Yesterday, I took my young daughter over to my cousin’s house. There, we had the great honour of witnessing and participating in an eagle feather ceremony. I then picked, sorted, and braided sweetgrass with my family. We shared a meal of wild meat, blessed by a prayer in Cree. My heart was so full by the end of the day, knowing my daughter will have the opportunity to know her culture and her family in a way I never did.

I grew up not knowing I was Métis, although there was some point in my childhood that I realized my father was “different” than my mother in some culturally important way. I knew my mother’s parents were both children of British immigrants and spent time with them throughout my childhood. My dad’s side of the family, however, was a mystery. I was told he grew up in foster care in Alberta and never knew his parents. My light skin and blue eyes meant I was never asked where I was from, but as I got older, I saw this happen to both my father and my sister, people trying to figure them out. It wasn’t until I was 17 and went to university that I began to explore our heritage, at the same time I was learning to be an archaeologist.

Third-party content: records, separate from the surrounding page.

mod config;
mod demo;
mod generate;

use std::time::Instant;

use graph_bfs_core::{bfs, connected_components, Graph};
use serde_json::json;
use tracing::info;

use config::{BenchConfig, Mode, OutputFormat, NODE_COUNT};
use generate::BenchGraph;

fn main() -> anyhow::Result<()> {
    let args: Vec<String> = std::env::args().collect();
    let config = BenchConfig::load(&args)?;

    if let Some(level) = config.log_level.as_tracing() {
        tracing_subscriber::fmt()
            .with_max_level(level)
            .with_writer(std::io::stderr)
            .init();
    }

    let generators: Vec<(&str, fn(u64) -> BenchGraph)> = match config.mode {
        Mode::Help => {
            print_help();
            return Ok(());
        }
        Mode::BfsDemo => return demo::run_bfs_demo(config.format),
        Mode::ComponentsDemo => return demo::run_components_demo(config.format),
        Mode::Chain => vec![("Chain", generate::gen_chain)],
        Mode::LSystem => vec![("L-system tree", generate::gen_lsystem)],
        Mode::SmallWorld => vec![("Small-world (Watts-Strogatz)", generate::gen_small_world)],
        Mode::Random => vec![("Erdos-Renyi random", generate::gen_random)],
        Mode::Barbell => vec![("Barbell (cluster-bridge-cluster)", generate::gen_barbell)],
        Mode::Dla => vec![("DLA (organic branching)", generate::gen_dla)],
        Mode::All => vec![
            ("Chain", generate::gen_chain as fn(u64) -> BenchGraph),
            ("L-system tree", generate::gen_lsystem),
            ("Small-world (Watts-Strogatz)", generate::gen_small_world),
            ("Erdos-Renyi random", generate::gen_random),
            ("Barbell (cluster-bridge-cluster)", generate::gen_barbell),
            ("DLA (organic branching)", generate::gen_dla),
        ],
    };

    if config.format == OutputFormat::Table {
        println!("graph-bfs-bench");
        println!("===============");
        println!();
    }

    for (name, generator) in generators {
        run_benchmark(name, generator, config.node_count, config.format)?;
    }
    Ok(())
}

fn print_help() {
    println!("Usage: graph-bfs-bench [mode] [node_count]");
    println!();
    println!("Modes:");
    println!("  all              Run all generators and benchmark each (default)");
    println!("  chain            Single path (deepest BFS tree)");
    println!("  lsystem          Fractal branching tree (deep paths)");
    println!("  smallworld       Watts-Strogatz ring lattice + shortcuts");
    println!("  random           Erdos-Renyi uniform random edges (several components)");
    println!("  barbell          Two dense clusters connected by a thin bridge");
    println!("  dla              Diffusion-limited aggregation (organic branching)");
    println!("  bfs-demo         BFS on the textbook five-vertex graph");
    println!("  components-demo  Connected components on the textbook six-vertex graph");
    println!();
    println!("Environment:");
    println!(
        "  {:<18} {} (default {}, {}..={})",
        NODE_COUNT.name, NODE_COUNT.description, NODE_COUNT.default, NODE_COUNT.min, NODE_COUNT.max
    );
    println!("  {:<18} quiet | info | debug | trace (default info)", config::LOG_LEVEL_VAR);
    println!("  {:<18} table | json (default table)", config::FORMAT_VAR);
}

fn run_benchmark(
    name: &str,
    generator: fn(u64) -> BenchGraph,
    node_count: u64,
    format: OutputFormat,
) -> anyhow::Result<()> {
    info!(generator = name, node_count, "generating graph");

    let t = Instant::now();
    let graph = generator(node_count);
    let gen_time = t.elapsed();

    let t = Instant::now();
    let result = bfs(&graph, &0);
    let bfs_time = t.elapsed();
    let depth = result.layers().len().saturating_sub(1);

    let t = Instant::now();
    let components = connected_components(&graph);
    let cc_time = t.elapsed();

    let far_node = graph.vertex_ids().last().copied().unwrap_or(0);
    let t = Instant::now();
    let path = result.path_to(&far_node);
    let path_time = t.elapsed();

    match format {
        OutputFormat::Table => {
            println!("--- {} ---", name);
            println!(
                "Generated in {:.2}s: {} vertices, {} edges",
                gen_time.as_secs_f64(),
                graph.order(),
                graph.size()
            );
            println!("Degree of vertex 0: {}", graph.degree(&0));
            println!();
            println!("{:>16} {:>12} {:>10}", "operation", "result", "time");
            println!("{:->16} {:->12} {:->10}", "", "", "");
            println!(
                "{:>16} {:>12} {:>8.1}ms",
                "bfs reached",
                result.reached(),
                bfs_time.as_secs_f64() * 1000.0
            );
            println!("{:>16} {:>12}", "bfs depth", depth);
            println!(
                "{:>16} {:>12} {:>8.1}ms",
                "components",
                components,
                cc_time.as_secs_f64() * 1000.0
            );
            let hops = if path.is_empty() {
                "no path".to_string()
            } else {
                format!("{} hops", path.len() - 1)
            };
            println!(
                "{:>16} {:>12} {:>8.3}ms",
                format!("path 0 -> {}", far_node),
                hops,
                path_time.as_secs_f64() * 1000.0
            );
            println!();
        }
        OutputFormat::Json => {
            let out = json!({
                "generator": name,
                "vertices": graph.order(),
                "edges": graph.size(),
                "generate_ms": gen_time.as_secs_f64() * 1000.0,
                "bfs": {
                    "reached": result.reached(),
                    "depth": depth,
                    "ms": bfs_time.as_secs_f64() * 1000.0,
                },
                "components": {
                    "count": components,
                    "ms": cc_time.as_secs_f64() * 1000.0,
                },
                "path": {
                    "target": far_node,
                    "hops": path.len().checked_sub(1),
                    "ms": path_time.as_secs_f64() * 1000.0,
                },
            });
            println!("{}", serde_json::to_string(&out)?);
        }
    }
    Ok(())
}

Before my sister and I started university, my father traveled back to Alberta to see if he could learn anything about his family, mostly to try to see if we could get financial support for school. Not much came of it, but we learned a few things. First, my father was taken from his unwed, 19 year old mother at birth, in a prelude to what would become known as the Sixties Scoop. Second, we were Métis, as my father’s birth certificate listed my grandmother’s race as “halfbreed”. To most of my friends, telling them we were Métis was immediately followed by “how much First Nations are you? Half? A quarter?” For many years, I didn’t know how to answer this question, mostly because I had no idea what being Métis meant. I also was uncomfortable at times identifying as Métis – what right did I , a white girl, have to claim this identity?

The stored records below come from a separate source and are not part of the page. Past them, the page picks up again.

//! Provider discovery through registry centers.
//!
//! Each registry is asked for the provider URLs of one service. The raw
//! registrations are then filtered down to Dubbo providers matching the
//! requested version and group.

mod consul;
mod multicast;
mod nacos;
mod redis;
mod url;
mod zookeeper;

pub use consul::ConsulRegistry;
pub use multicast::{parse_announcement, Announcement, MulticastRegistry};
pub use nacos::NacosRegistry;
pub use redis::RedisRegistry;
pub use url::{percent_decode, percent_encode, ProviderUrl};
pub use zookeeper::ZookeeperRegistry;

use crate::address::{RegistryScheme, ServiceAddress};
use crate::config::TimeoutConfig;
use crate::error::{ClientError, ResolutionError};
use crate::http::HttpClient;
use std::time::Duration;

/// What to look up.
#[derive(Debug, Clone, Copy)]
pub struct DiscoveryQuery<'a> {
    pub service: &'a str,
    pub version: &'a str,
    pub group: &'a str,
}

/// A client for one registry center.
pub enum RegistryClient {
    Zookeeper(ZookeeperRegistry),
    Nacos(NacosRegistry),
    Consul(ConsulRegistry),
    Redis(RedisRegistry),
    Multicast(MulticastRegistry),
}

impl RegistryClient {
    /// Builds the client for a registry address.
    pub fn for_address(
        address: &ServiceAddress,
        timeouts: &TimeoutConfig,
        http: &HttpClient,
    ) -> Result<Self, ResolutionError> {
        let ServiceAddress::Registry { scheme, host, port } = address else {
            return Err(ResolutionError::InvalidAddress(format!(
                "{} is not a registry address",
                address
            )));
        };
        let (host, port) = (host.clone(), *port);

        Ok(match scheme {
            RegistryScheme::Zookeeper => {
                Self::Zookeeper(ZookeeperRegistry::new(host, port, timeouts.zookeeper_connect()))
            }
            RegistryScheme::Nacos => Self::Nacos(NacosRegistry::new(host, port, http.clone())),
            RegistryScheme::Consul => Self::Consul(ConsulRegistry::new(host, port, http.clone())),
            RegistryScheme::Redis => {
                Self::Redis(RedisRegistry::new(host, port, timeouts.registry_connect()))
            }
            RegistryScheme::Multicast => Self::Multicast(MulticastRegistry::new(
                &host,
                port,
                timeouts.multicast_wait(),
            )?),
        })
    }

    pub fn name(&self) -> String {
        let (scheme, authority) = match self {
            Self::Zookeeper(r) => ("zookeeper", r.authority()),
            Self::Nacos(r) => ("nacos", r.authority()),
            Self::Consul(r) => ("consul", r.authority()),
            Self::Redis(r) => ("redis", r.authority()),
            Self::Multicast(r) => ("multicast", r.authority()),
        };
        format!("{}://{}", scheme, authority)
    }

    /// Upper bound for one lookup.
    fn budget(&self, timeouts: &TimeoutConfig) -> Duration {
        match self {
            Self::Zookeeper(_) => timeouts.zookeeper_connect(),
            Self::Multicast(_) => timeouts.multicast_wait() + timeouts.registry_connect(),
            _ => timeouts.registry_connect(),
        }
    }

    /// Returns every registration of the service, unfiltered.
    pub async fn lookup(
        &self,
        query: DiscoveryQuery<'_>,
        timeouts: &TimeoutConfig,
    ) -> Result<Vec<ProviderUrl>, ClientError> {
        let budget = self.budget(timeouts);
        let lookup = async {
            match self {
                Self::Zookeeper(r) => r.providers(query.service).await,
                Self::Nacos(r) => r.providers(query).await,
                Self::Consul(r) => r.providers(query.service).await,
                Self::Redis(r) => r.providers(query.service).await,
                Self::Multicast(r) => r.providers(query.service).await,
            }
        };

        match tokio::time::timeout(budget, lookup).await {
            Ok(Ok(providers)) => Ok(providers),
            Ok(Err(ClientError::Transport(err))) => Err(ResolutionError::RegistryUnavailable {
                registry: self.name(),
                reason: err.to_string(),
            }
            .into()),
            Ok(Err(err)) => Err(err),
            Err(_) => Err(ResolutionError::RegistryUnavailable {
                registry: self.name(),
                reason: format!("lookup timed out after {}ms", budget.as_millis()),
            }
            .into()),
        }
    }

    /// Returns the usable providers of the service.
    ///
    /// Fails with [`ResolutionError::NoProvider`] when none match.
    pub async fn discover(
        &self,
        query: DiscoveryQuery<'_>,
        timeouts: &TimeoutConfig,
    ) -> Result<Vec<ProviderUrl>, ClientError> {
        let registered = self.lookup(query, timeouts).await?;
        let total = registered.len();
        let providers: Vec<ProviderUrl> = registered
            .into_iter()
            .filter(|p| p.matches(query.service, query.version, query.group))
            .collect();

        tracing::info!(
            registry = %self.name(),
            service = query.service,
            registered = total,
            usable = providers.len(),
            "discovered providers"
        );

        if providers.is_empty() {
            return Err(ResolutionError::NoProvider {
                service: query.service.to_string(),
                registry: self.name(),
            }
            .into());
        }
        Ok(providers)
    }
}

/// Parses raw registrations, skipping (and logging) malformed ones.
fn parse_all<I, S>(raw: I) -> Vec<ProviderUrl>
where
    I: IntoIterator<Item = S>,
    S: AsRef<str>,
{
    raw.into_iter()
        .filter_map(|entry| match ProviderUrl::parse(entry.as_ref()) {
            Ok(url) => Some(url),
            Err(err) => {
                tracing::debug!(error = %err, "skipping registration");
                None
            }
        })
        .collect()
}

#[cfg(test)]
mod tests {
    use super::*;

    #[test]
    fn test_parse_all_skips_garbage() {
        let parsed = parse_all([
            "dubbo://10.0.0.1:20880/com.acme.Svc",
            "garbage",
            "dubbo%3A%2F%2F10.0.0.2%3A20880%2Fcom.acme.Svc",
        ]);
        assert_eq!(parsed.len(), 2);
        assert_eq!(parsed[1].host, "10.0.0.2");
    }

    #[test]
    fn test_direct_address_rejected() {
        let address = ServiceAddress::classify("10.0.0.1").unwrap();
        let http = HttpClient::new(Duration::from_secs(1), Duration::from_secs(1));
        let result = RegistryClient::for_address(&address, &TimeoutConfig::default(), &http);
        assert!(matches!(result, Err(ResolutionError::InvalidAddress(_))));
    }

    #[tokio::test]
    async fn test_unreachable_registry_is_unavailable() {
        let listener = tokio::net::TcpListener::bind("127.0.0.1:0").await.unwrap();
        let port = listener.local_addr().unwrap().port();
        drop(listener);

        let address = ServiceAddress::classify(&format!("redis://127.0.0.1:{}", port)).unwrap();
        let timeouts = TimeoutConfig::default();
        let http = HttpClient::new(timeouts.http_connect(), timeouts.http_read());
        let registry = RegistryClient::for_address(&address, &timeouts, &http).unwrap();

        let query = DiscoveryQuery {
            service: "com.acme.Svc",
            version: "",
            group: "",
        };
        let err = registry.discover(query, &timeouts).await.unwrap_err();
        assert!(matches!(
            err,
            ClientError::Resolution(ResolutionError::RegistryUnavailable { .. })
        ));
    }
}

Several experiences have been central to my journey toward understanding what it means to be Métis. The first was my archaeological field school through the University of British Columbia. Our field school was on the territory of the Sq’éwlets (Scowlitz) First Nation and we had community members on site with us. We also participated in an opening ceremony before staring to dig, wore ochre paste on spiritually sensitive parts of our bodies, and concluded the excavation with a closing ceremony. I became close with the two members from Scowlitz and they took me under their wing. This experience forever changed my approach to archaeology. I realized how closely connected living communities were to the archaeological record and learned about the impacts that archaeology done without respect to cultural protocol could be spiritually damaging to people in the community.

During my PhD dissertation, I was committed to doing community-based research that would serve the needs of First Nations communities. However, politics and tensions between two communities with whom I was trying to work meant this became an impossible task. In the end, needing to finish my PhD, I ended up with a dissertation that was a far cry from what I had wanted it to be. Instead of centering community knowledge and indigenous narratives, I reproduced the voice of the outsider scientist, the archaeologist as expert. This difficult experience caused me to think deeply about the ethics of research in an ongoing colonial nation-state.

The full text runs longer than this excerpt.